Dataset excerpts:
-*-*-
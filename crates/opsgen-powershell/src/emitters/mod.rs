pub mod function;
pub mod manifest;
pub mod module;

use minijinja::Environment;
use opsgen_core::error::GeneratorError;

use crate::type_mapper::ps_quote;

/// Keep text from closing a `<# ... #>` help block early.
fn escape_help(value: String) -> String {
    value
        .lines()
        .map(str::trim_end)
        .collect::<Vec<_>>()
        .join("\n")
        .replace("#>", "# >")
}

fn ps_quote_filter(value: String) -> String {
    ps_quote(&value)
}

/// Template environment shared by all PowerShell emitters.
pub fn environment() -> Environment<'static> {
    let mut env = Environment::new();
    env.set_trim_blocks(true);
    env.set_lstrip_blocks(true);
    env.add_filter("help", escape_help);
    env.add_filter("ps_quote", ps_quote_filter);
    env.add_template(
        "function.ps1.j2",
        include_str!("../../templates/function.ps1.j2"),
    )
    .expect("template should be valid");
    env.add_template("module.psm1.j2", include_str!("../../templates/module.psm1.j2"))
        .expect("template should be valid");
    env.add_template(
        "manifest.psd1.j2",
        include_str!("../../templates/manifest.psd1.j2"),
    )
    .expect("template should be valid");
    env
}

fn render(
    env: &Environment<'_>,
    name: &str,
    ctx: minijinja::Value,
) -> Result<String, GeneratorError> {
    env.get_template(name)
        .and_then(|tmpl| tmpl.render(ctx))
        .map_err(|e| GeneratorError::Template(format!("{name}: {e}")))
}

/// Collapse text onto one line for `#` comments and manifest fields.
fn single_line(text: &str) -> String {
    text.split_whitespace().collect::<Vec<_>>().join(" ")
}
-*-*-
The data are to be transcribed in full, exactly as given.

» **Solution to this exercise**
filename crates/opsgen-powershell/src/emitters/mod.rs
pub mod function;
pub mod manifest;
pub mod module;

use minijinja::Environment;
use opsgen_core::error::GeneratorError;

use crate::type_mapper::ps_quote;

/// Keep text from closing a `<# ... #>` help block early.
fn escape_help(value: String) -> String {
    value
        .lines()
        .map(str::trim_end)
        .collect::<Vec<_>>()
        .join("\n")
        .replace("#>", "# >")
}

fn ps_quote_filter(value: String) -> String {
    ps_quote(&value)
}

/// Template environment shared by all PowerShell emitters.
pub fn environment() -> Environment<'static> {
    let mut env = Environment::new();
    env.set_trim_blocks(true);
    env.set_lstrip_blocks(true);
    env.add_filter("help", escape_help);
    env.add_filter("ps_quote", ps_quote_filter);
    env.add_template(
        "function.ps1.j2",
        include_str!("../../templates/function.ps1.j2"),
    )
    .expect("template should be valid");
    env.add_template("module.psm1.j2", include_str!("../../templates/module.psm1.j2"))
        .expect("template should be valid");
    env.add_template(
        "manifest.psd1.j2",
        include_str!("../../templates/manifest.psd1.j2"),
    )
    .expect("template should be valid");
    env
}

fn render(
    env: &Environment<'_>,
    name: &str,
    ctx: minijinja::Value,
) -> Result<String, GeneratorError> {
    env.get_template(name)
        .and_then(|tmpl| tmpl.render(ctx))
        .map_err(|e| GeneratorError::Template(format!("{name}: {e}")))
}

/// Collapse text onto one line for `#` comments and manifest fields.
fn single_line(text: &str) -> String {
    text.split_whitespace().collect::<Vec<_>>().join(" ")
}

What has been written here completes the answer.